Consulting widened the lens. When I worked with The Walt Disney Company, I saw how story, environment, and standards combine to create consistency without killing creativity. With Marriott International, I learned the power of service language—how a shared model of hospitality turns training into a culture that travels. With Burger King, I learned speed and simplicity: when the operation moves fast, training has to be crisp, visual, and immediately usable. Different industries, different pressures—the same truth: training only matters when it shows up on the floor.

Then came the assignments that shaped my leadership most—Tyson Foods, Del Monte Foods, 80 Acres Farms, Compac-Tomra, and Exela Pharma Sciences. In each place, I wasn’t just asked to fix training; I was brought in to set a vision for what “good” could look like, earn trust across operations and quality, and build high-performing teams that could deliver it. The turnarounds weren’t glamorous. They were won by listening deeply, aligning leaders, clarifying the work, and creating a training engine people believed in—and wanted to be part of.

80 Acres Farms was a different kind of proving ground. In a vertical farming startup, you can’t hide behind “the way we’ve always done it,” because the way you do it is still being invented. I had to paint a clear picture of what capability would look like as the operation scaled, bring SMEs and leaders into the design, and create enough structure to keep everyone moving in the same direction—without slowing innovation. It taught me that leadership in training is often the art of building clarity quickly, so teams can execute confidently at the moment it matters.

Compac-Tomra took that leadership global. I traveled across New Zealand, South Africa, Norway, Belgium, and England, helping establish customer training centers built around our equipment—but the real work was building a team that could scale knowledge, not just deliver a class. I brought SMEs together and taught them a practical process for knowledge transfer: how to capture what they knew, translate it into clear instruction, and deliver it consistently across sites and customers.

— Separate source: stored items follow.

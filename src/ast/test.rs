use super::*;
use crate::config::Options;
use crate::error::ErrorKind;
use crate::lexer::{BinOp, lex};
use crate::session::{Session, Signature, Variable};

fn session() -> Session {
    let mut session = Session::new(Options::default());
    session.insert_global(
        "x",
        Variable {
            ty: Type::Int,
            alloc: None,
        },
    );
    session.insert_global(
        "r",
        Variable {
            ty: Type::Real,
            alloc: None,
        },
    );
    session.insert_global(
        "arr",
        Variable {
            ty: Type::array_of(Type::Real),
            alloc: Some(0),
        },
    );
    session.insert_function(
        "twice",
        Signature {
            symbol: "fn_twice".to_string(),
            params: vec![("n".to_string(), Type::Real)],
            returns: Type::Real,
        },
    );
    session
}

fn build(line: &str) -> CompileResult<Ast> {
    let mut session = session();
    let module = Module::new(&mut session, "test");
    let tokens = lex(line)?;
    AstBuilder::new(&module).build(&tokens)
}

fn parse(line: &str) -> Ast {
    match build(line) {
        Ok(ast) => ast,
        Err(e) => panic!("{:?} failed: {}", line, e),
    }
}

fn error_kind(line: &str) -> ErrorKind {
    match build(line) {
        Ok(ast) => panic!("{:?} built:\n{}", line, ast.dump()),
        Err(e) => e.kind,
    }
}

fn root(ast: &Ast) -> &Node {
    ast.node(ast.root())
}

fn child(ast: &Ast, node: &Node, idx: usize) -> Node {
    ast.node(node.children[idx]).clone()
}

#[test]
fn test_multiplication_binds_tighter() {
    let ast = parse("1 + 2 * 3");
    let top = root(&ast);
    assert_eq!(top.kind, NodeKind::Builtin(Operator::Binary(BinOp::Add)));
    assert_eq!(top.ty, Some(Type::Int));
    assert_eq!(
        child(&ast, top, 1).kind,
        NodeKind::Builtin(Operator::Binary(BinOp::Mul))
    );
}

#[test]
fn test_left_associative_levels_split_at_rightmost_operator() {
    let ast = parse("8 - 4 - 2");
    let top = root(&ast);
    assert_eq!(
        child(&ast, top, 0).kind,
        NodeKind::Builtin(Operator::Binary(BinOp::Sub))
    );
    assert_eq!(child(&ast, top, 1).kind, NodeKind::Literal(Literal::Int(2)));
}

#[test]
fn test_power_is_right_associative() {
    let ast = parse("2. ** 3. ** 2.");
    let top = root(&ast);
    assert_eq!(top.lowering, Lowering::Power);
    assert_eq!(child(&ast, top, 0).kind, NodeKind::Literal(Literal::Real(2.0)));
    assert_eq!(child(&ast, top, 1).lowering, Lowering::Power);
}

#[test]
fn test_unary_minus_binds_tighter_than_power() {
    let ast = parse("-r ** 2.");
    let top = root(&ast);
    assert_eq!(top.lowering, Lowering::Power);
    assert_eq!(child(&ast, top, 0).lowering, Lowering::Negate);
}

#[test]
fn test_operands_are_widened_to_the_cheapest_overload() {
    let ast = parse("x + r");
    let top = root(&ast);
    assert_eq!(top.ty, Some(Type::Real));
    assert_eq!(
        child(&ast, top, 0).kind,
        NodeKind::Convert(ConversionRule::IntToReal)
    );
    assert_eq!(child(&ast, top, 1).kind, NodeKind::Load { name: "r".into() });

    // only Real division exists
    let ast = parse("7 / 2");
    assert_eq!(root(&ast).ty, Some(Type::Real));

    let ast = parse("True < 3.2");
    let top = root(&ast);
    assert_eq!(top.ty, Some(Type::Bool));
    assert_eq!(
        child(&ast, top, 0).kind,
        NodeKind::Convert(ConversionRule::BoolToReal)
    );
}

#[test]
fn test_children_precede_parents() {
    let ast = parse("twice(x) * (r - 1) + arr[2]");
    for (id, node) in ast.nodes().iter().enumerate() {
        assert!(node.children.iter().all(|c| *c < id), "node {}", id);
    }
    assert_eq!(ast.root(), ast.len() - 1);
}

#[test]
fn test_assignment_declares_or_converts() {
    let ast = parse("y = 3");
    assert_eq!(
        root(&ast).kind,
        NodeKind::Assign {
            name: "y".into(),
            declare: true
        }
    );
    assert_eq!(root(&ast).ty, None);

    let ast = parse("r = 3");
    let top = root(&ast);
    assert_eq!(
        top.kind,
        NodeKind::Assign {
            name: "r".into(),
            declare: false
        }
    );
    assert_eq!(
        child(&ast, top, 0).kind,
        NodeKind::Convert(ConversionRule::IntToReal)
    );

    // Real -> Int needs Int(...)
    assert_eq!(error_kind("x = 2.5"), ErrorKind::Type);
    let ast = parse("x = Int(2.5)");
    assert_eq!(
        child(&ast, root(&ast), 0).kind,
        NodeKind::Convert(ConversionRule::RealToInt)
    );
}

#[test]
fn test_compound_assignment() {
    let ast = parse("r += 1");
    let top = root(&ast);
    let value = child(&ast, top, 0);
    assert_eq!(value.kind, NodeKind::Builtin(Operator::Binary(BinOp::Add)));
    assert_eq!(value.ty, Some(Type::Real));
}

#[test]
fn test_index_assignment() {
    let ast = parse("arr[1] = 4");
    let top = root(&ast);
    assert_eq!(top.lowering, Lowering::IndexAssign);
    assert_eq!(top.children.len(), 3);
    assert_eq!(
        child(&ast, top, 2).kind,
        NodeKind::Convert(ConversionRule::IntToReal)
    );
    assert_eq!(error_kind("x[1] = 4"), ErrorKind::Type);
}

#[test]
fn test_arrays() {
    let ast = parse("Int[x * 2]");
    assert_eq!(root(&ast).lowering, Lowering::CreateArray);
    assert_eq!(root(&ast).ty, Some(Type::array_of(Type::Int)));

    let ast = parse("[1, 2., True]");
    let top = root(&ast);
    assert_eq!(top.ty, Some(Type::array_of(Type::Real)));
    assert_eq!(
        child(&ast, top, 2).kind,
        NodeKind::Convert(ConversionRule::BoolToReal)
    );

    let ast = parse("[True, False][1]");
    assert_eq!(root(&ast).lowering, Lowering::IndexLoad);
    assert_eq!(root(&ast).ty, Some(Type::Bool));
}

#[test]
fn test_calls() {
    let ast = parse("twice(x)");
    let top = root(&ast);
    assert_eq!(
        top.kind,
        NodeKind::Call {
            name: "twice".into(),
            symbol: "fn_twice".into()
        }
    );
    assert_eq!(top.ty, Some(Type::Real));

    let ast = parse("atan2(x, 1)");
    assert_eq!(root(&ast).lowering, Lowering::Math(MathFn::Atan2));

    assert_eq!(error_kind("twice(1, 2)"), ErrorKind::Type);
    assert_eq!(error_kind("nope(1)"), ErrorKind::Semantic);
    assert_eq!(error_kind("range(3)"), ErrorKind::Syntax);
    assert_eq!(error_kind("Int(1, 2)"), ErrorKind::Type);
    assert_eq!(error_kind("sin(arr)"), ErrorKind::Type);
}

#[test]
fn test_free_needs_an_owner() {
    let ast = parse("free(arr)");
    assert_eq!(root(&ast).kind, NodeKind::Free { name: "arr".into() });
    assert_eq!(error_kind("free(x)"), ErrorKind::Resource);
    assert_eq!(error_kind("free(missing)"), ErrorKind::Semantic);
    assert_eq!(error_kind("free(arr[1])"), ErrorKind::Syntax);
}

#[test]
fn test_print() {
    let ast = parse("print x + 1");
    assert_eq!(root(&ast).kind, NodeKind::Print);
    assert_eq!(root(&ast).ty, None);
    assert_eq!(error_kind("print arr"), ErrorKind::Type);
    // print must start the statement
    assert_eq!(error_kind("print print 1"), ErrorKind::Syntax);
}

#[test]
fn test_long_operator_chains() {
    let line = format!("x{}", " + 1".repeat(5_000));
    let ast = parse(&line);
    let top = root(&ast);
    assert_eq!(top.kind, NodeKind::Builtin(Operator::Binary(BinOp::Add)));
    assert_eq!(top.ty, Some(Type::Int));
    assert_eq!(child(&ast, top, 1).kind, NodeKind::Literal(Literal::Int(1)));
    assert_eq!(ast.len(), 10_001);

    let ast = parse(&format!("y = x{}", " - 2 * x".repeat(2_000)));
    assert!(matches!(root(&ast).kind, NodeKind::Assign { .. }));

    // right-associative chains still recurse and are bounded
    let line = format!("2.{}", " ** 2.".repeat(5_000));
    assert_eq!(error_kind(&line), ErrorKind::Syntax);
    let line = format!("{}1", "- ".repeat(5_000));
    assert_eq!(error_kind(&line), ErrorKind::Syntax);
}

#[test]
fn test_rejected_expressions() {
    assert_eq!(error_kind("1 2"), ErrorKind::Syntax);
    assert_eq!(error_kind("x3 = 2.43 a"), ErrorKind::Syntax);
    assert_eq!(error_kind("undefined_name"), ErrorKind::Semantic);
    assert_eq!(error_kind("True + arr"), ErrorKind::Type);
}

#[test]
fn test_build_as_casts_the_root() {
    let mut session = session();
    let module = Module::new(&mut session, "test");
    let tokens = lex("x").unwrap();
    let ast = AstBuilder::new(&module).build_as(&tokens, &Type::Bool).unwrap();
    assert_eq!(root(&ast).kind, NodeKind::Convert(ConversionRule::IntToBool));

    let tokens = lex("r").unwrap();
    let err = AstBuilder::new(&module)
        .build_as(&tokens, &Type::Bool)
        .unwrap_err();
    assert_eq!(err.kind, ErrorKind::Type);
}

#[test]
fn test_dump_indents_children() {
    let ast = parse("1 + 2");
    let dump = ast.dump();
    let lines: Vec<&str> = dump.lines().collect();
    assert_eq!(lines, vec!["+ : Int", "  1 : Int", "  2 : Int"]);
}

Along the way, I designed, launched, and implemented Packhouse Academy—so teams could access just-in-time training at the exact moment they needed it, right at the intersection of production pressure and real-world troubleshooting. Every site had its own language, pace, and constraints, but a shared vision made the work portable: make complex technology feel learnable, safe, and repeatable. Standing beside machines halfway around the world, I saw how strong teams—and the training systems behind them—become a bridge between engineering and operations, between vendor and customer, and between “this is intimidating” and “I’ve got this.”

At Exela Pharma Sciences, the work sharpened into its most exacting form—and I stepped in as the leader responsible for building the training program from the ground up. I set a vision for inspection-ready, performance-based training, aligned stakeholders across operations and quality, and built a high-performing team that could execute with discipline and urgency. Training isn’t just development—it’s evidence: documentation you can defend, competence you can demonstrate, and decisions you can trace. The goal wasn’t to create something perfect on paper; it was to build a system that reflects real work and produces real capability. And once again, the essentials held: listen to the SMEs, map the job, design with intent, measure what matters, and keep improving.

Looking back, the pattern is almost obvious. I was never chasing titles as much as I was chasing that moment when a struggling program finally clicks—when a supervisor stops compensating for gaps, when a new hire can perform with confidence, when a team speaks the same language of quality and expectations.

Realizing I was good at turning training programs around didn’t just give me something to do. It gave me my career path: to be the person who walks into chaos, brings clarity, and leaves behind a system that lasts.